Added: Capcom gives quite a few answers here. (TL;DR: No MML3, not now, not in the future. Nothing is related to anyone leaving or joining the company. Something learned, nothing lost.)


----------



## BrightNeko (Jul 25, 2013)

Actually this isn't explaining why it was canned. This is all information we already knew, being retold in a much nicer and more drawn out way to help it be understood better. It servers as a reminder, and a bonding factor to show that capcom does actually really care. >_> It is a nice effort at least, but doing it on the anniversary of the canning is kinda derp. Since it just helps remind people.


----------



## 2ndApex (Jul 25, 2013)

Title is misleading, it doesn't quite explain why and it's a random staff/community member summarizing what happened, not an official statement.

Basically the gist of it is, games that are in it's early stages like MML3 get canceled all the time, but no one usually ever knows about them, except this time they opened a devroom for the fans to exchange and give ideas to the dev team.


----------



## gokujr1000 (Jul 25, 2013)

They just shouldn't have announced this game in the first place. I guarantee if nobody knew about this game then they came out and said "Oh yeah we had MML3 planned but cancelled it" nobody would have even gotten mad or given a shit.


----------



## BrightNeko (Jul 25, 2013)

gokujr1000 said:


> They just shouldn't have announced this game in the first place. I guarantee if nobody knew about this game then they came out and said "Oh yeah we had MML3 planned but cancelled it" nobody would have even gotten mad or given a shit.


 
Keep in mind Inafune left the company during this time. So odds are it would have eventually been public knowledge, and people would have been upset since it was a game 10 years in the waiting. It certainly does not help that the game before it ends on a huge cliff hanger. The only way to have avoided it was to not do it at all, and have everyone in the fandom forever wanting and begging.


----------



## jonesman99 (Jul 25, 2013)

Dear God... Can we lock this topic.

One: there is nothing in the forum that actually states FROM AN ACTUAL EMPLOYEE what truly happened as to why the cancellation happened.
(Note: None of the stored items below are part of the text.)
//! On-demand multi-item hasher.
//!
//! Stores the raw byte buffers of one or more items plus a
//! [`HashFunction`], and computes indices lazily at query time: for each
//! buffer in storage order, the function is invoked exactly `k` times with
//! seeds `0..k`, each result reduced modulo `m`.
//!
//! Unlike the single-item variants, this hasher applies **no
//! de-duplication**: it represents "one or more items", and repeated
//! indices across items are expected Bloom filter behavior. Within one
//! item's sub-sequence duplicates are possible too — a documented asymmetry
//! with [`SimpleHasher`](crate::SimpleHasher), not a bug to silently fix.

use crate::error::Result;
use crate::hash::{check_are_equal, HashFunction};
use crate::producer::IndexProducer;
use crate::shape::Shape;

use super::Hasher;

/// Hasher that keeps raw item bytes and hashes them on demand.
///
/// Build one through [`DynamicHasher::builder`].
///
/// # Examples
///
/// ```
/// use bloomhash::hash::{CyclicXx128, HashFunction};
/// use bloomhash::{DynamicHasher, Shape, Hasher, IndexProducer};
///
/// let function = CyclicXx128::new();
/// let shape = Shape::new(function.identity().clone(), 7, 1000).unwrap();
///
/// let hasher = DynamicHasher::builder(function)
///     .with("hello")
///     .with("world")
///     .build();
/// assert_eq!(hasher.size(), 2);
///
/// let indices = hasher.indices(&shape).unwrap().as_vec();
/// assert_eq!(indices.len(), 14); // k per item, no de-duplication
/// assert!(indices.iter().all(|&i| i < 1000));
/// ```
#[derive(Debug, Clone)]
pub struct DynamicHasher<F: HashFunction> {
    function: F,
    buffers: Vec<Vec<u8>>,
}

impl<F: HashFunction> DynamicHasher<F> {
    /// Start a builder that accumulates items for `function`.
    #[must_use]
    pub fn builder(function: F) -> DynamicHasherBuilder<F> {
        DynamicHasherBuilder {
            function,
            buffers: Vec::new(),
        }
    }

    /// The hash function this hasher queries.
    #[must_use]
    pub const fn function(&self) -> &F {
        &self.function
    }
}

impl<F: HashFunction> Hasher for DynamicHasher<F> {
    fn indices<'a>(&'a self, shape: &'a Shape) -> Result<Box<dyn IndexProducer + 'a>> {
        check_are_equal(shape.identity(), self.function.identity())?;
        Ok(Box::new(DynamicProducer {
            hasher: self,
            shape,
        }))
    }

    fn size(&self) -> usize {
        self.buffers.len()
    }
}

struct DynamicProducer<'a, F: HashFunction> {
    hasher: &'a DynamicHasher<F>,
    shape: &'a Shape,
}

impl<F: HashFunction> IndexProducer for DynamicProducer<'_, F> {
    fn for_each_index(&self, consumer: &mut dyn FnMut(usize) -> bool) -> bool {
        let m = self.shape.number_of_bits() as u64;
        let k = self.shape.number_of_hash_functions() as u64;

        for buffer in &self.hasher.buffers {
            // Seeds run 0..k in order so cyclic functions digest once per item.
            for seed in 0..k {
                let index = (self.hasher.function.apply(buffer, seed) % m) as usize;
                if !consumer(index) {
                    return false;
                }
            }
        }
        true
    }
}

/// Accumulates raw items and freezes them into a [`DynamicHasher`].
///
/// # Reuse
///
/// [`build`](Self::build) clears the accumulated buffers, so the builder is
/// immediately reusable for a fresh item set. Building with no accumulated
/// items yields an empty hasher.
#[derive(Debug)]
pub struct DynamicHasherBuilder<F: HashFunction> {
    function: F,
    buffers: Vec<Vec<u8>>,
}

impl<F: HashFunction> DynamicHasherBuilder<F> {
    /// Append one item's bytes.
    ///
    /// Accepts anything byte-like: `&[u8]`, `&str`, `String`, `Vec<u8>`.
    pub fn with(&mut self, item: impl AsRef<[u8]>) -> &mut Self {
        self.buffers.push(item.as_ref().to_vec());
        self
    }
}

impl<F: HashFunction + Clone> DynamicHasherBuilder<F> {
    /// Freeze the accumulated items into a hasher and reset the builder.
    #[must_use]
    pub fn build(&mut self) -> DynamicHasher<F> {
        DynamicHasher {
            function: self.function.clone(),
            buffers: std::mem::take(&mut self.buffers),
        }
    }
}

#[cfg(test)]
mod tests {
    use super::*;
    use crate::error::BloomHashError;
    use crate::hash::{CyclicXx128, IterativeXx64};

    fn shape_for<F: HashFunction>(function: &F, k: usize, m: usize) -> Shape {
        Shape::new(function.identity().clone(), k, m).unwrap()
    }

    #[test]
    fn test_size_counts_items() {
        let hasher = DynamicHasher::builder(IterativeXx64::new())
            .with("a")
            .with("b")
            .with("c")
            .build();
        assert_eq!(hasher.size(), 3);
    }

    #[test]
    fn test_empty_hasher_produces_nothing() {
        let hasher = DynamicHasher::builder(IterativeXx64::new()).build();
        let shape = shape_for(hasher.function(), 7, 1000);
        assert!(hasher.is_empty());
        assert!(hasher.indices(&shape).unwrap().as_vec().is_empty());
    }

    #[test]
    fn test_emits_k_indices_per_item_in_range() {
        let hasher = DynamicHasher::builder(IterativeXx64::new())
            .with("hello")
            .with("world")
            .build();
        let shape = shape_for(hasher.function(), 7, 1000);
        let indices = hasher.indices(&shape).unwrap().as_vec();
        assert_eq!(indices.len(), 14);
        assert!(indices.iter().all(|&i| i < 1000));
    }

    #[test]
    fn test_determinism_across_queries() {
        let hasher = DynamicHasher::builder(CyclicXx128::new())
            .with("hello")
            .with("world")
            .build();
        let shape = shape_for(hasher.function(), 7, 1000);
        assert_eq!(
            hasher.indices(&shape).unwrap().as_vec(),
            hasher.indices(&shape).unwrap().as_vec()
        );
    }

    #[test]
    fn test_storage_order_preserved() {
        let ab = DynamicHasher::builder(IterativeXx64::new())
            .with("a")
            .with("b")
            .build();
        let ba = DynamicHasher::builder(IterativeXx64::new())
            .with("b")
            .with("a")
            .build();
        let shape = shape_for(ab.function(), 5, 10_000);

        let forward = ab.indices(&shape).unwrap().as_vec();
        let mut reversed = ba.indices(&shape).unwrap().as_vec();
        reversed.rotate_left(5);
        assert_eq!(forward, reversed);
    }

    #[test]
    fn test_incompatible_shape_rejected() {
        let hasher = DynamicHasher::builder(CyclicXx128::new()).with("x").build();
        let foreign = IterativeXx64::new();
        let shape = shape_for(&foreign, 7, 1000);
        assert!(matches!(
            hasher.indices(&shape).unwrap_err(),
            BloomHashError::IncompatibleHashFunction { .. }
        ));
    }

    #[test]
    fn test_builder_clears_on_build() {
        let mut builder = DynamicHasher::builder(IterativeXx64::new());
        builder.with("only-item");
        let first = builder.build();
        assert_eq!(first.size(), 1);

        let second = builder.build();
        assert_eq!(second.size(), 0, "build must reset accumulated items");
    }

    #[test]
    fn test_builder_reusable_for_new_item_set() {
        let mut builder = DynamicHasher::builder(IterativeXx64::new());
        let first = builder.with("a").build();
        let second = builder.with("b").with("c").build();
        assert_eq!(first.size(), 1);
        assert_eq!(second.size(), 2);
    }

    #[test]
    fn test_early_termination_stops_mid_item() {
        let hasher = DynamicHasher::builder(IterativeXx64::new())
            .with("hello")
            .with("world")
            .build();
        let shape = shape_for(hasher.function(), 7, 1000);
        let producer = hasher.indices(&shape).unwrap();

        let mut calls = 0;
        let completed = producer.for_each_index(&mut |_| {
            calls += 1;
            calls < 3
        });
        assert!(!completed);
        assert_eq!(calls, 3);
    }
}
Two: This thread will become nothing but speculation just like the thread mentioned in the OP (I know because I'm also a member there). And...
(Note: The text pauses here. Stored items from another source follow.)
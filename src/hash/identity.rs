//! Hash function identity: the descriptive fingerprint of a hash algorithm.
//!
//! A [`HashFunctionIdentity`] describes a hash algorithm (name, provider,
//! signedness, process type, signature) without needing the algorithm itself.
//! It is the currency of the compatibility boundary: every entry point that
//! accepts both a hasher and a [`Shape`](crate::Shape) checks that their
//! identities match before producing a single index, so hashers and shapes
//! built around incompatible algorithms can never be silently mixed.
//!
//! Two identities are compatible iff their names match case-insensitively and
//! their signedness and process type match exactly. The provider and the
//! signature are descriptive only: a reimplementation of `md5` by a different
//! provider is still `md5`.
//!
//! # Examples
//!
//! ```
//! use bloomhash::hash::{HashFunctionIdentity, Signedness, ProcessType, are_equal};
//!
//! let a = HashFunctionIdentity::new(
//!     "Acme", "MD5", Signedness::Signed, ProcessType::Cyclic, 0,
//! );
//! let b = HashFunctionIdentity::new(
//!     "OtherProvider", "md5", Signedness::Signed, ProcessType::Cyclic, 99,
//! );
//! assert!(are_equal(&a, &b)); // provider and signature are ignored
//! ```

use std::borrow::Cow;
use std::fmt;
use std::hash::{Hash, Hasher};

use crate::error::{BloomHashError, Result};

/// Whether a hash algorithm treats its 64-bit output as signed or unsigned.
///
/// Purely descriptive from this crate's point of view (all arithmetic here is
/// unsigned), but part of the compatibility contract: two algorithms that
/// agree on everything except signedness produce different index sequences.
#[derive(Debug, Clone, Copy, PartialEq, Eq, Hash)]
#[cfg_attr(feature = "serde", derive(serde::Serialize, serde::Deserialize))]
pub enum Signedness {
    /// Output is interpreted as a signed 64-bit value.
    Signed,
    /// Output is interpreted as an unsigned 64-bit value.
    Unsigned,
}

impl fmt::Display for Signedness {
    fn fmt(&self, f: &mut fmt::Formatter<'_>) -> fmt::Result {
        match self {
            Self::Signed => write!(f, "SIGNED"),
            Self::Unsigned => write!(f, "UNSIGNED"),
        }
    }
}

/// How a hash algorithm derives values for successive seeds of the same item.
#[derive(Debug, Clone, Copy, PartialEq, Eq, Hash)]
#[cfg_attr(feature = "serde", derive(serde::Serialize, serde::Deserialize))]
pub enum ProcessType {
    /// The first invocation (seed 0) computes an expensive digest; later
    /// seeds for the same item are derived cheaply from cached state.
    Cyclic,
    /// Every invocation recomputes the digest in full; no state is reused.
    Iterative,
}

impl fmt::Display for ProcessType {
    fn fmt(&self, f: &mut fmt::Formatter<'_>) -> fmt::Result {
        match self {
            Self::Cyclic => write!(f, "CYCLIC"),
            Self::Iterative => write!(f, "ITERATIVE"),
        }
    }
}

/// Descriptive identity of a hash algorithm.
///
/// Attached permanently to a [`HashFunction`](crate::hash::HashFunction), or
/// synthesized standalone (e.g. reconstructed from a wire format without the
/// algorithm present).
///
/// # Equality
///
/// `PartialEq` and `Hash` follow the compatibility contract: case-insensitive
/// name, signedness and process type. Provider and signature are excluded, so
/// equal identities always hash identically and the type is safe to use as a
/// map or set key.
///
/// # Examples
///
/// ```
/// use bloomhash::hash::{HashFunctionIdentity, Signedness, ProcessType};
///
/// let identity = HashFunctionIdentity::new(
///     "bloomhash", "xx3-128", Signedness::Unsigned, ProcessType::Cyclic, 0,
/// );
/// assert_eq!(identity.common_string(), "xx3-128-UNSIGNED-CYCLIC");
/// ```
#[derive(Debug, Clone)]
#[cfg_attr(feature = "serde", derive(serde::Serialize, serde::Deserialize))]
pub struct HashFunctionIdentity {
    provider: Cow<'static, str>,
    name: Cow<'static, str>,
    signedness: Signedness,
    process_type: ProcessType,
    signature: u64,
}

impl HashFunctionIdentity {
    /// Create a new identity.
    ///
    /// # Arguments
    ///
    /// * `provider` - Who supplies the implementation (descriptive only)
    /// * `name` - Algorithm name, compared case-insensitively
    /// * `signedness` - Signedness of the algorithm's 64-bit output
    /// * `process_type` - How successive seeds are derived
    /// * `signature` - 64-bit value produced by applying the algorithm to its
    ///   own [`prepare_signature_buffer`](Self::prepare_signature_buffer)
    ///   output with seed 0 (use 0 for synthesized identities)
    #[must_use]
    pub fn new(
        provider: impl Into<Cow<'static, str>>,
        name: impl Into<Cow<'static, str>>,
        signedness: Signedness,
        process_type: ProcessType,
        signature: u64,
    ) -> Self {
        Self {
            provider: provider.into(),
            name: name.into(),
            signedness,
            process_type,
            signature,
        }
    }

    /// Replace the signature, consuming and returning the identity.
    ///
    /// Used by concrete hash functions that must exist before they can hash
    /// their own canonical description.
    #[must_use]
    pub fn with_signature(mut self, signature: u64) -> Self {
        self.signature = signature;
        self
    }

    /// Algorithm name (case-insensitive for compatibility purposes).
    #[must_use]
    pub fn name(&self) -> &str {
        &self.name
    }

    /// Implementation provider (descriptive only).
    #[must_use]
    pub fn provider(&self) -> &str {
        &self.provider
    }

    /// Signedness of the algorithm's output.
    #[must_use]
    pub const fn signedness(&self) -> Signedness {
        self.signedness
    }

    /// Process type of the algorithm.
    #[must_use]
    pub const fn process_type(&self) -> ProcessType {
        self.process_type
    }

    /// The algorithm's self-hash signature.
    #[must_use]
    pub const fn signature(&self) -> u64 {
        self.signature
    }

    /// Canonical `name-SIGNEDNESS-PROCESSTYPE` display string.
    ///
    /// This is the form carried in compatibility error messages.
    #[must_use]
    pub fn common_string(&self) -> String {
        format!("{}-{}-{}", self.name, self.signedness, self.process_type)
    }

    /// Canonical UTF-8 byte buffer for signature computation.
    ///
    /// The name is upper-cased so that signatures are stable across the
    /// case-insensitive name comparison. A function's signature is defined as
    /// the function applied to this buffer with seed 0.
    ///
    /// # Examples
    ///
    /// ```
    /// use bloomhash::hash::{HashFunctionIdentity, Signedness, ProcessType};
    ///
    /// let identity = HashFunctionIdentity::new(
    ///     "x", "md5", Signedness::Signed, ProcessType::Cyclic, 0,
    /// );
    /// assert_eq!(identity.prepare_signature_buffer(), b"MD5-SIGNED-CYCLIC");
    /// ```
    #[must_use]
    pub fn prepare_signature_buffer(&self) -> Vec<u8> {
        format!(
            "{}-{}-{}",
            self.name.to_uppercase(),
            self.signedness,
            self.process_type
        )
        .into_bytes()
    }
}

impl fmt::Display for HashFunctionIdentity {
    fn fmt(&self, f: &mut fmt::Formatter<'_>) -> fmt::Result {
        write!(f, "{}", self.common_string())
    }
}

impl PartialEq for HashFunctionIdentity {
    fn eq(&self, other: &Self) -> bool {
        are_equal(self, other)
    }
}

impl Eq for HashFunctionIdentity {}

impl Hash for HashFunctionIdentity {
    fn hash<H: Hasher>(&self, state: &mut H) {
        // Lower-cased name keeps the Eq/Hash contract: identities equal
        // under case-insensitive comparison must hash identically.
        for c in self.name.chars().flat_map(char::to_lowercase) {
            c.hash(state);
        }
        self.signedness.hash(state);
        self.process_type.hash(state);
    }
}

/// Check whether two identities describe compatible hash algorithms.
///
/// Compatible means: signedness and process type match exactly, and names
/// match case-insensitively. Provider and signature are ignored.
#[must_use]
pub fn are_equal(a: &HashFunctionIdentity, b: &HashFunctionIdentity) -> bool {
    a.signedness == b.signedness
        && a.process_type == b.process_type
        && a.name.eq_ignore_ascii_case(&b.name)
}

/// Check compatibility, failing with both identities' common-string forms.
///
/// Invoked by every hasher before producing indices for a shape, so an
/// incompatible pairing fails fast with no partial index emission.
///
/// # Errors
///
/// [`BloomHashError::IncompatibleHashFunction`] when the identities do not
/// match per [`are_equal`].
pub fn check_are_equal(a: &HashFunctionIdentity, b: &HashFunctionIdentity) -> Result<()> {
    if are_equal(a, b) {
        Ok(())
    } else {
        Err(BloomHashError::incompatible_hash_function(
            a.common_string(),
            b.common_string(),
        ))
    }
}

#[cfg(test)]
mod tests {
    use super::*;
    use std::collections::hash_map::DefaultHasher;

    fn signed_cyclic(provider: &'static str, name: &'static str) -> HashFunctionIdentity {
        HashFunctionIdentity::new(provider, name, Signedness::Signed, ProcessType::Cyclic, 0)
    }

    fn std_hash(identity: &HashFunctionIdentity) -> u64 {
        let mut hasher = DefaultHasher::new();
        identity.hash(&mut hasher);
        hasher.finish()
    }

    #[test]
    fn test_accessors() {
        let identity = HashFunctionIdentity::new(
            "Acme",
            "MD5",
            Signedness::Signed,
            ProcessType::Cyclic,
            42,
        );
        assert_eq!(identity.provider(), "Acme");
        assert_eq!(identity.name(), "MD5");
        assert_eq!(identity.signedness(), Signedness::Signed);
        assert_eq!(identity.process_type(), ProcessType::Cyclic);
        assert_eq!(identity.signature(), 42);
    }

    #[test]
    fn test_are_equal_ignores_provider_and_case() {
        let a = signed_cyclic("Acme", "MD5");
        let b = signed_cyclic("OtherProvider", "md5");
        assert!(are_equal(&a, &b));
        assert_eq!(a, b);
    }

    #[test]
    fn test_are_equal_ignores_signature() {
        let a = signed_cyclic("Acme", "MD5");
        let b = signed_cyclic("Acme", "MD5").with_signature(0xdead_beef);
        assert!(are_equal(&a, &b));
    }

    #[test]
    fn test_are_equal_rejects_signedness_mismatch() {
        let a = signed_cyclic("Acme", "MD5");
        let b = HashFunctionIdentity::new(
            "Acme",
            "MD5",
            Signedness::Unsigned,
            ProcessType::Cyclic,
            0,
        );
        assert!(!are_equal(&a, &b));
        assert_ne!(a, b);
    }

    #[test]
    fn test_are_equal_rejects_process_type_mismatch() {
        let a = signed_cyclic("Acme", "MD5");
        let b = HashFunctionIdentity::new(
            "Acme",
            "MD5",
            Signedness::Signed,
            ProcessType::Iterative,
            0,
        );
        assert!(!are_equal(&a, &b));
    }

    #[test]
    fn test_are_equal_rejects_name_mismatch() {
        let a = signed_cyclic("Acme", "MD5");
        let b = signed_cyclic("Acme", "SHA1");
        assert!(!are_equal(&a, &b));
    }

    #[test]
    fn test_check_are_equal_carries_both_common_strings() {
        let a = signed_cyclic("Acme", "MD5");
        let b = signed_cyclic("Acme", "SHA1");
        let err = check_are_equal(&a, &b).unwrap_err();
        let display = format!("{err}");
        assert!(display.contains("MD5-SIGNED-CYCLIC"));
        assert!(display.contains("SHA1-SIGNED-CYCLIC"));
    }

    #[test]
    fn test_check_are_equal_ok() {
        let a = signed_cyclic("Acme", "MD5");
        let b = signed_cyclic("Other", "md5");
        assert!(check_are_equal(&a, &b).is_ok());
    }

    #[test]
    fn test_equal_identities_hash_identically() {
        let a = signed_cyclic("Acme", "MD5");
        let b = signed_cyclic("OtherProvider", "md5").with_signature(7);
        assert_eq!(a, b);
        assert_eq!(std_hash(&a), std_hash(&b));
    }

    #[test]
    fn test_common_string() {
        let identity = HashFunctionIdentity::new(
            "x",
            "xx3-128",
            Signedness::Unsigned,
            ProcessType::Cyclic,
            0,
        );
        assert_eq!(identity.common_string(), "xx3-128-UNSIGNED-CYCLIC");
        assert_eq!(format!("{identity}"), "xx3-128-UNSIGNED-CYCLIC");
    }

    #[test]
    fn test_prepare_signature_buffer_uppercases_name() {
        let identity = HashFunctionIdentity::new(
            "x",
            "md5",
            Signedness::Signed,
            ProcessType::Iterative,
            0,
        );
        assert_eq!(identity.prepare_signature_buffer(), b"MD5-SIGNED-ITERATIVE");
    }

    #[test]
    fn test_display_tokens() {
        assert_eq!(format!("{}", Signedness::Signed), "SIGNED");
        assert_eq!(format!("{}", Signedness::Unsigned), "UNSIGNED");
        assert_eq!(format!("{}", ProcessType::Cyclic), "CYCLIC");
        assert_eq!(format!("{}", ProcessType::Iterative), "ITERATIVE");
    }

    #[cfg(feature = "serde")]
    #[test]
    fn test_identity_serde_round_trip() {
        let identity = HashFunctionIdentity::new(
            "Acme",
            "MD5",
            Signedness::Signed,
            ProcessType::Cyclic,
            42,
        );
        let json = serde_json::to_string(&identity).unwrap();
        let restored: HashFunctionIdentity = serde_json::from_str(&json).unwrap();
        assert_eq!(identity, restored);
        assert_eq!(restored.provider(), "Acme");
        assert_eq!(restored.signature(), 42);
    }
}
Three: Unless the public gets an affirmative answer as to what happened (which probably won't happen), so... until they do (which they won't), just enjoy what they have done for the franchise and what other companies will do with being licensed to them... And stop beating a mummified horse.


----------



## Clydefrosch (Jul 25, 2013)

Didn't we already know what the problem was? capcom was being a bitch about low 3ds sales and canned the game, completely ignoring the fact that lack of games was the biggest reason for people not to buy a 3ds at that time.

then they went on to rerelease megaman 1-7 once more


----------



## Ziggy Zigzagoon (Jul 26, 2013)

lismati said:


> Can someone provide a TL;DR of the response for lazy *[CENSORED]* such as me?
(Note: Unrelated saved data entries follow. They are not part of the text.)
//! Iterative hash function built on xxHash3-64.
//!
//! Every `(buffer, seed)` call runs the full seeded digest; nothing is
//! cached between seeds. Slower than the cyclic strategy for multi-seed
//! sequences, but stateless and freely shareable across threads.

use xxhash_rust::xxh3::xxh3_64_with_seed;

use super::identity::{HashFunctionIdentity, ProcessType, Signedness};
use super::{HashFunction, PROVIDER};

/// Algorithm name carried by [`IterativeXx64`]'s identity.
pub const NAME: &str = "xx3-64";

/// xxHash3-64 with per-seed full re-hashing.
///
/// # Examples
///
/// ```
/// use bloomhash::hash::{IterativeXx64, HashFunction};
///
/// let function = IterativeXx64::new();
/// assert_ne!(function.apply(b"item", 0), function.apply(b"item", 1));
/// assert_eq!(function.apply(b"item", 0), function.apply(b"item", 0));
/// ```
#[derive(Debug, Clone)]
pub struct IterativeXx64 {
    identity: HashFunctionIdentity,
}

impl IterativeXx64 {
    /// Create a new instance.
    #[must_use]
    pub fn new() -> Self {
        let identity = HashFunctionIdentity::new(
            PROVIDER,
            NAME,
            Signedness::Unsigned,
            ProcessType::Iterative,
            0,
        );
        let signature = xxh3_64_with_seed(&identity.prepare_signature_buffer(), 0);
        Self {
            identity: identity.with_signature(signature),
        }
    }
}

impl Default for IterativeXx64 {
    fn default() -> Self {
        Self::new()
    }
}

impl HashFunction for IterativeXx64 {
    fn apply(&self, buffer: &[u8], seed: u64) -> u64 {
        xxh3_64_with_seed(buffer, seed)
    }

    fn identity(&self) -> &HashFunctionIdentity {
        &self.identity
    }
}

#[cfg(test)]
mod tests {
    use super::*;

    #[test]
    fn test_identity_fields() {
        let function = IterativeXx64::new();
        let identity = function.identity();
        assert_eq!(identity.name(), NAME);
        assert_eq!(identity.signedness(), Signedness::Unsigned);
        assert_eq!(identity.process_type(), ProcessType::Iterative);
        assert_ne!(identity.signature(), 0);
    }

    #[test]
    fn test_deterministic_per_seed() {
        let function = IterativeXx64::new();
        for seed in 0..5u64 {
            assert_eq!(
                function.apply(b"hello", seed),
                function.apply(b"hello", seed)
            );
        }
    }

    #[test]
    fn test_seeds_produce_distinct_values() {
        let function = IterativeXx64::new();
        let h0 = function.apply(b"hello", 0);
        let h1 = function.apply(b"hello", 1);
        assert_ne!(h0, h1);
    }

    #[test]
    fn test_no_hidden_state() {
        // Interleaving items must not change any result.
        let function = IterativeXx64::new();
        let a1 = function.apply(b"alpha", 1);
        function.apply(b"beta", 0);
        function.apply(b"beta", 1);
        assert_eq!(function.apply(b"alpha", 1), a1);
    }

    #[test]
    fn test_signature_is_self_hash() {
        let function = IterativeXx64::new();
        let buffer = function.identity().prepare_signature_buffer();
        assert_eq!(
            function.identity().signature(),
            xxh3_64_with_seed(&buffer, 0)
        );
    }
}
The premise of the _MegaMan Legends 3_ project had a level of weirdness that matched that of _JoJoLion_ because its primary motivation was to experiment. In reality, these types of cancellations (even of high-profile franchises) are common, albeit hidden to avoid this backlash.


----------



## FAST6191 (Jul 26, 2013)

Clydefrosch said:


> capcom was being a bitch about low 3ds sales and canned the game, completely ignoring the fact that lack of games was the biggest reason for people not to buy a 3ds at that time.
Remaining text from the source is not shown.